When Self-Defense Becomes the Problem

Drills, whether practical or not, are often shown through demonstration. If you want to explain a movement or an idea, you need a partner, and at some level that partner has to cooperate for the demonstration to take place. There’s nothing wrong with that in itself.

The problem starts when that cooperation isn’t recognized for what it is, and more importantly, when it isn’t reduced or challenged as training progresses. What begins as a way of showing something slowly becomes the model people believe they are working toward. Over time, the distinction between demonstration and application starts to blur, and that’s where the issues begin. What is being shown looks clean, structured, and like something that should work. But often, it only works within that structure.

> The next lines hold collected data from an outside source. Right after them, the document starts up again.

//! Integer and floating-point narrowing.
//!
//! Integer narrowing is exact: the target type is chosen from the observed
//! minimum and maximum through the fixed boundary tables below, and the new
//! vector is built with checked conversions. Float narrowing is a best-effort
//! reduction to 32 bits, accepted when every value survives the round trip
//! within an absolute tolerance.

use log::debug;
use serde::Serialize;

use crate::{
    column::{Column, ColumnData, Table},
    decision::{ColumnDecision, Evidence, Narrowed},
    dtype::{DataType, TypeClass},
};

/// Absolute tolerance for accepting a 32-bit float in place of a 64-bit one.
pub const DEFAULT_FLOAT_TOLERANCE: f64 = 5e-4;

const SIGNED_BOUNDS: [(DataType, i128, i128); 4] = [
    (DataType::Int8, i8::MIN as i128, i8::MAX as i128),
    (DataType::Int16, i16::MIN as i128, i16::MAX as i128),
    (DataType::Int32, i32::MIN as i128, i32::MAX as i128),
    (DataType::Int64, i64::MIN as i128, i64::MAX as i128),
];

const UNSIGNED_BOUNDS: [(DataType, i128); 4] = [
    (DataType::UInt8, u8::MAX as i128),
    (DataType::UInt16, u16::MAX as i128),
    (DataType::UInt32, u32::MAX as i128),
    (DataType::UInt64, u64::MAX as i128),
];

/// Smallest integer type holding `min..=max`.
///
/// The signed candidate is the default. An unsigned candidate is taken only
/// for non-negative ranges and only when it is strictly narrower, or when no
/// signed type can hold the range at all.
pub fn narrowest_integer(min: i128, max: i128) -> Option<DataType> {
    let signed = SIGNED_BOUNDS
        .iter()
        .find(|(_, lo, hi)| min >= *lo && max <= *hi)
        .map(|(dtype, _, _)| *dtype);
    let unsigned = if min >= 0 {
        UNSIGNED_BOUNDS
            .iter()
            .find(|(_, hi)| max <= *hi)
            .map(|(dtype, _)| *dtype)
    } else {
        None
    };
    match (signed, unsigned) {
        (Some(s), Some(u)) if u.numeric_width() < s.numeric_width() => Some(u),
        (Some(s), _) => Some(s),
        (None, u) => u,
    }
}

fn integer_range(data: &ColumnData) -> Option<(i128, i128)> {
    data.integers()?.fold(None, |acc, value| match acc {
        None => Some((value, value)),
        Some((lo, hi)) => Some((lo.min(value), hi.max(value))),
    })
}

/// Narrows every integer column to the smallest type that holds its values exactly.
pub fn downsize_integers(columns: &[&Column]) -> Vec<Narrowed> {
    columns
        .iter()
        .map(|column| {
            let Some((min, max)) = integer_range(&column.data) else {
                return Narrowed::unchanged(column, Evidence::NoValues);
            };
            let evidence = Evidence::IntegerRange { min, max };
            let narrowed = narrowest_integer(min, max)
                .filter(|target| target.numeric_width() <= column.data_type().numeric_width())
                .and_then(|target| column.data.cast_integers(target));
            let Some(data) = narrowed else {
                return Narrowed::unchanged(column, evidence);
            };
            debug!(
                "Column '{}' range [{min}, {max}]: {} -> {}",
                column.name,
                column.data_type(),
                data.data_type()
            );
            Narrowed {
                decision: ColumnDecision {
                    column: column.name.clone(),
                    before: column.data_type(),
                    after: data.data_type(),
                    evidence,
                },
                column: Column::new(column.name.clone(), data),
            }
        })
        .collect()
}

/// Largest rounding error when casting `values` to `f32`, or `None` when some
/// value does not survive the cast within `tolerance`.
pub fn float32_rounding_error<I>(values: I, tolerance: f64) -> Option<f64>
where
    I: IntoIterator<Item = f64>,
{
    let mut worst = 0.0f64;
    for value in values {
        let narrowed = value as f32 as f64;
        if value.is_nan() {
            continue;
        }
        if value.is_infinite() {
            if narrowed != value {
                return None;
            }
            continue;
        }
        if !narrowed.is_finite() {
            return None;
        }
        let error = (narrowed - value).abs();
        if error > tolerance {
            return None;
        }
        worst = worst.max(error);
    }
    Some(worst)
}

/// Narrows 64-bit float columns to 32 bits where the standard tolerance allows.
pub fn downsize_floats(columns: &[&Column], tolerance: f64) -> Vec<Narrowed> {
    columns
        .iter()
        .map(|column| match &column.data {
            ColumnData::Float64(values) => {
                match float32_rounding_error(values.iter().copied(), tolerance) {
                    Some(max_abs_error) => {
                        debug!(
                            "Column '{}' fits float32 (max error {max_abs_error:e})",
                            column.name
                        );
                        let data = ColumnData::Float32(values.iter().map(|v| *v as f32).collect());
                        Narrowed {
                            decision: ColumnDecision {
                                column: column.name.clone(),
                                before: DataType::Float64,
                                after: DataType::Float32,
                                evidence: Evidence::FloatRounding { max_abs_error },
                            },
                            column: Column::new(column.name.clone(), data),
                        }
                    }
                    None => {
                        debug!("Column '{}' keeps float64", column.name);
                        Narrowed::unchanged(
                            column,
                            Evidence::FloatRounding {
                                max_abs_error: f64::INFINITY,
                            },
                        )
                    }
                }
            }
            _ => Narrowed::unchanged(column, Evidence::AlreadyNarrow),
        })
        .collect()
}

#[derive(Debug, Clone, PartialEq, Serialize)]
#[serde(tag = "kind", rename_all = "snake_case")]
pub enum Bounds {
    Integer { min: i128, max: i128 },
    Float { min: f64, max: f64 },
    Empty,
}

#[derive(Debug, Clone, PartialEq, Serialize)]
pub struct ColumnRange {
    pub column: String,
    pub datatype: DataType,
    pub bounds: Bounds,
}

/// Observed minimum and maximum of every numeric column. NaN is ignored.
pub fn numeric_ranges(table: &Table) -> Vec<ColumnRange> {
    table
        .columns()
        .iter()
        .filter(|c| matches!(c.class(), TypeClass::Integer | TypeClass::Float))
        .map(|column| {
            let bounds = if let Some((min, max)) = integer_range(&column.data) {
                Bounds::Integer { min, max }
            } else {
                column
                    .data
                    .floats()
                    .into_iter()
                    .flatten()
                    .filter(|v| !v.is_nan())
                    .fold(None, |acc: Option<(f64, f64)>, v| match acc {
                        None => Some((v, v)),
                        Some((lo, hi)) => Some((lo.min(v), hi.max(v))),
                    })
                    .map_or(Bounds::Empty, |(min, max)| Bounds::Float { min, max })
            };
            ColumnRange {
                column: column.name.clone(),
                datatype: column.data_type(),
                bounds,
            }
        })
        .collect()
}
fn main() {
    if let Err(err) = csv_shrink::run() {
        eprintln!("error: {err:#}");
        std::process::exit(1);
    }
}
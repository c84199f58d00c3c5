#![allow(dead_code)]

use std::fmt::Write as _;
use std::fs::File;
use std::io::Write;
use std::path::{Path, PathBuf};

use tempfile::{TempDir, tempdir};

/// Scratch directory helper that cleans up files automatically on drop.
pub struct TestWorkspace {
    temp_dir: TempDir,
}

impl TestWorkspace {
    /// Creates a fresh scratch directory for the current test case.
    pub fn new() -> Self {
        Self {
            temp_dir: tempdir().expect("temp dir"),
        }
    }

    /// Returns the root path for all files owned by this workspace.
    pub fn path(&self) -> &Path {
        self.temp_dir.path()
    }

    /// Writes `contents` into a file under the workspace and returns the path.
    pub fn write(&self, name: &str, contents: &str) -> PathBuf {
        let path = self.temp_dir.path().join(name);
        let mut file = File::create(&path).expect("create temp file");
        file.write_all(contents.as_bytes())
            .expect("write temp file contents");
        path
    }
}

/// Mixed-type sample: 300 rows with a small integer id range, a wide signed
/// column, floats that survive 32-bit rounding, a repetitive city column and a
/// unique free-text column.
pub fn sample_csv(rows: usize) -> String {
    let cities = ["Berlin", "Lisbon", "Oslo", "Quito"];
    let mut csv = String::from("id,balance,score,city,note,active\n");
    for row in 0..rows {
        let _ = writeln!(
            csv,
            "{},{},{},{},note number {},{}",
            row % 200,
            (row as i64 - 150) * 40_000,
            (row % 16) as f64 * 0.25,
            cities[row % cities.len()],
            row,
            row % 2 == 0
        );
    }
    csv
}
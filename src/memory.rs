//! Memory accounting for tables and column subsets.
//!
//! Footprints are computed from the values a column actually holds: numeric,
//! boolean and temporal columns cost their element width per row, while text
//! columns pay for every string's heap bytes on top of the per-row slot. A
//! categorical pays for its code vector plus each distinct value once.

use std::mem::size_of;

use chrono::NaiveDateTime;
use serde::Serialize;

use crate::{
    column::{Column, ColumnData, Table},
    dtype::TypeClass,
    error::{OptimizeError, OptimizeResult},
};

pub const BYTES_PER_MEGABYTE: f64 = 1024.0 * 1024.0;

#[derive(Debug, Clone, PartialEq, Serialize)]
pub struct MemoryReport {
    pub label: String,
    pub bytes: usize,
    pub megabytes: f64,
}

impl MemoryReport {
    pub fn new(label: impl Into<String>, bytes: usize) -> Self {
        Self {
            label: label.into(),
            bytes,
            megabytes: bytes as f64 / BYTES_PER_MEGABYTE,
        }
    }
}

/// Average footprint of the columns sharing one [`TypeClass`].
#[derive(Debug, Clone, PartialEq, Serialize)]
pub struct ClassUsage {
    pub class: TypeClass,
    pub columns: usize,
    pub average_bytes: f64,
    pub average_megabytes: f64,
}

fn text_bytes(value: &Option<String>) -> usize {
    size_of::<Option<String>>() + value.as_ref().map_or(0, String::len)
}

pub fn column_bytes(data: &ColumnData) -> usize {
    match data {
        ColumnData::Int8(v) => v.len() * size_of::<i8>(),
        ColumnData::Int16(v) => v.len() * size_of::<i16>(),
        ColumnData::Int32(v) => v.len() * size_of::<i32>(),
        ColumnData::Int64(v) => v.len() * size_of::<i64>(),
        ColumnData::UInt8(v) => v.len() * size_of::<u8>(),
        ColumnData::UInt16(v) => v.len() * size_of::<u16>(),
        ColumnData::UInt32(v) => v.len() * size_of::<u32>(),
        ColumnData::UInt64(v) => v.len() * size_of::<u64>(),
        ColumnData::Float32(v) => v.len() * size_of::<f32>(),
        ColumnData::Float64(v) => v.len() * size_of::<f64>(),
        ColumnData::Boolean(v) => v.len() * size_of::<bool>(),
        ColumnData::DateTime(v) => v.len() * size_of::<Option<NaiveDateTime>>(),
        ColumnData::String(values) => values.iter().map(text_bytes).sum(),
        ColumnData::Category(categorical) => {
            let codes = categorical.len() * categorical.codes().width();
            let dictionary: usize = categorical
                .categories()
                .iter()
                .map(|value| size_of::<String>() + value.len())
                .sum();
            codes + dictionary
        }
    }
}

/// Footprint of any column subset. An empty subset measures zero bytes.
pub fn measure<'a, I>(label: impl Into<String>, columns: I) -> MemoryReport
where
    I: IntoIterator<Item = &'a Column>,
{
    let bytes = columns.into_iter().map(|c| column_bytes(&c.data)).sum();
    MemoryReport::new(label, bytes)
}

pub fn measure_table(label: impl Into<String>, table: &Table) -> MemoryReport {
    measure(label, table.columns())
}

/// One report per column, labelled with the column name.
pub fn measure_columns(table: &Table) -> Vec<MemoryReport> {
    table
        .columns()
        .iter()
        .map(|column| MemoryReport::new(column.name.clone(), column_bytes(&column.data)))
        .collect()
}

/// Percentage saved going from `original` to `optimized`.
pub fn percent_reduction(original: &MemoryReport, optimized: &MemoryReport) -> OptimizeResult<f64> {
    if original.bytes == 0 {
        return Err(OptimizeError::ZeroByteOriginal {
            label: original.label.clone(),
        });
    }
    let saved = original.bytes as f64 - optimized.bytes as f64;
    Ok(saved / original.bytes as f64 * 100.0)
}

/// Reduction between two paired subsets holding the same columns in the same order.
pub fn reduction(original: &[&Column], optimized: &[&Column]) -> OptimizeResult<f64> {
    let names = |cols: &[&Column]| {
        cols.iter()
            .map(|c| c.name.as_str())
            .collect::<Vec<_>>()
            .join(",")
    };
    let paired = original.len() == optimized.len()
        && original
            .iter()
            .zip(optimized)
            .all(|(before, after)| before.name == after.name && before.len() == after.len());
    if !paired {
        return Err(OptimizeError::ShapeMismatch {
            original: names(original),
            optimized: names(optimized),
        });
    }
    let label = names(original);
    percent_reduction(
        &measure(label.clone(), original.iter().copied()),
        &measure(label, optimized.iter().copied()),
    )
}

pub fn usage_by_class(table: &Table) -> Vec<ClassUsage> {
    TypeClass::ALL
        .iter()
        .map(|class| {
            let selected = table.select(*class);
            let total = measure(class.as_str(), selected.iter().copied()).bytes;
            let average_bytes = if selected.is_empty() {
                0.0
            } else {
                total as f64 / selected.len() as f64
            };
            ClassUsage {
                class: *class,
                columns: selected.len(),
                average_bytes,
                average_megabytes: average_bytes / BYTES_PER_MEGABYTE,
            }
        })
        .collect()
}

#[cfg(test)]
mod tests {
    use super::*;
    use crate::column::Categorical;

    #[test]
    fn empty_subset_measures_zero() {
        let report = measure("nothing", std::iter::empty::<&Column>());
        assert_eq!(report.bytes, 0);
        assert_eq!(report.megabytes, 0.0);
    }

    #[test]
    fn numeric_columns_cost_their_width() {
        assert_eq!(column_bytes(&ColumnData::Int64(vec![0; 10])), 80);
        assert_eq!(column_bytes(&ColumnData::UInt8(vec![0; 10])), 10);
        assert_eq!(column_bytes(&ColumnData::Float32(vec![0.0; 4])), 16);
    }

    #[test]
    fn text_counts_heap_bytes() {
        let slot = size_of::<Option<String>>();
        let data = ColumnData::String(vec![Some("abc".into()), None, Some("hello".into())]);
        assert_eq!(column_bytes(&data), 3 * slot + 8);
    }

    #[test]
    fn categorical_stores_each_value_once() {
        let values: Vec<Option<String>> = (0..100).map(|i| Some(format!("k{}", i % 2))).collect();
        let data = ColumnData::Category(Categorical::encode(&values));
        assert_eq!(column_bytes(&data), 100 + 2 * (size_of::<String>() + 2));
    }

    #[test]
    fn megabytes_divide_by_binary_megabyte() {
        let report = MemoryReport::new("x", 2 * 1024 * 1024);
        assert_eq!(report.megabytes, 2.0);
    }

    #[test]
    fn reduction_of_zero_byte_original_is_an_error() {
        let original = MemoryReport::new("ints", 0);
        let optimized = MemoryReport::new("ints", 0);
        assert_eq!(
            percent_reduction(&original, &optimized),
            Err(OptimizeError::ZeroByteOriginal {
                label: "ints".into()
            })
        );
    }

    #[test]
    fn reduction_compares_paired_subsets() {
        let before = Column::new("n", ColumnData::Int64(vec![1, 2, 3, 4]));
        let after = Column::new("n", ColumnData::Int8(vec![1, 2, 3, 4]));
        let percent = reduction(&[&before], &[&after]).unwrap();
        assert!((percent - 87.5).abs() < 1e-9);
    }

    #[test]
    fn reduction_rejects_unpaired_subsets() {
        let before = Column::new("n", ColumnData::Int64(vec![1]));
        let after = Column::new("m", ColumnData::Int8(vec![1]));
        assert!(matches!(
            reduction(&[&before], &[&after]),
            Err(OptimizeError::ShapeMismatch { .. })
        ));
    }

    #[test]
    fn usage_by_class_averages_per_column() {
        let table = Table::new(vec![
            Column::new("a", ColumnData::Int64(vec![1, 2])),
            Column::new("b", ColumnData::Int8(vec![1, 2])),
        ])
        .unwrap();
        let usage = usage_by_class(&table);
        let integers = usage
            .iter()
            .find(|u| u.class == TypeClass::Integer)
            .unwrap();
        assert_eq!(integers.columns, 2);
        assert_eq!(integers.average_bytes, 9.0);
        let floats = usage.iter().find(|u| u.class == TypeClass::Float).unwrap();
        assert_eq!(floats.columns, 0);
        assert_eq!(floats.average_bytes, 0.0);
    }
}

This is why methods that rely on fixed distance and agreed exchange don’t translate well to self-defense. They exist within a set of conditions that make them work, but those conditions don’t exist outside of the drill.

The difficulty is that structure does have its place in training. We all use it. We use it to introduce movement, to understand positioning, and to begin exploring how something might work. At that level, cooperation isn’t just useful – it’s necessary. But it has to remain what it is, a starting point, not the end point. Because if the method only works when both people stay within that agreed structure, then what’s being learned is tied to that structure, and it doesn’t exist outside of it.

When you step outside of that structure, things change very quickly. The distance is no longer set, the timing is no longer predictable, and the attack doesn’t arrive in the way you expect or stop just because you’ve started to respond. There’s interruption, resistance, confusion, and that’s before you even consider intent.

This is the part that often gets missed. It’s not just that real violence is faster or closer, it’s that it doesn’t follow the same rules that the training is built around. If the method depends on a particular type of attack, delivered in a particular way, from a particular distance, then it’s already limited. Not because the idea behind it is completely wrong, but because it hasn’t been taken beyond the conditions it was first introduced in.

This is where it starts to become a problem. When something is presented as self-defense, people don’t see it as a drill or a starting point. They see it as something that will work for them if they ever need it, and they begin to build expectations around it. That there will be time to respond, that the attack will be clear, that the method will unfold the way it was shown. When that doesn’t happen, there’s a moment where those expectations don’t match reality, and that moment matters.

I was teaching a group of my students a drill – what we call a ‘known response’. Of course it is never truly ‘known’, but inferred as likely. When the attack changed slightly, he froze, turned to me with a blank expression and said, ‘I have forgotten what to do’. My reply was, ‘Try anything, see what happens’. He did, and successfully completed the task set. This is still an example of cooperation, but it shows what happens when expectations are disrupted, and this type of training needs to happen more often.

This isn’t about dismissing cooperative training, and it isn’t about criticizing individuals. It’s about being clear on what something is, and what it isn’t. If a drill is cooperative, then it should be understood as such. If it’s used to introduce ideas, then it should lead somewhere beyond itself. But if it never moves beyond that structure, and is still presented as preparation for real-world violence, then it needs to be questioned.

There’s often resistance to that idea. The suggestion that we should leave things as they are, that criticism is somehow negative, or that pointing out what doesn’t work is undermining the art itself. I don’t see it that way. If something doesn’t hold up under pressure, or doesn’t reflect the reality it claims to prepare someone for, then it should be examined, not ignored. That isn’t an attack on karate, it’s part of taking it seriously. Without that, nothing improves, it just gets repeated, and over time the gap between what is practiced and what is real only gets wider.

Because at that point it’s no longer just training, it’s a claim, and claims have consequences, especially for people who don’t yet know the difference.

You have to train honestly, not just so things work when everything is going right, but so there’s something left when they don’t.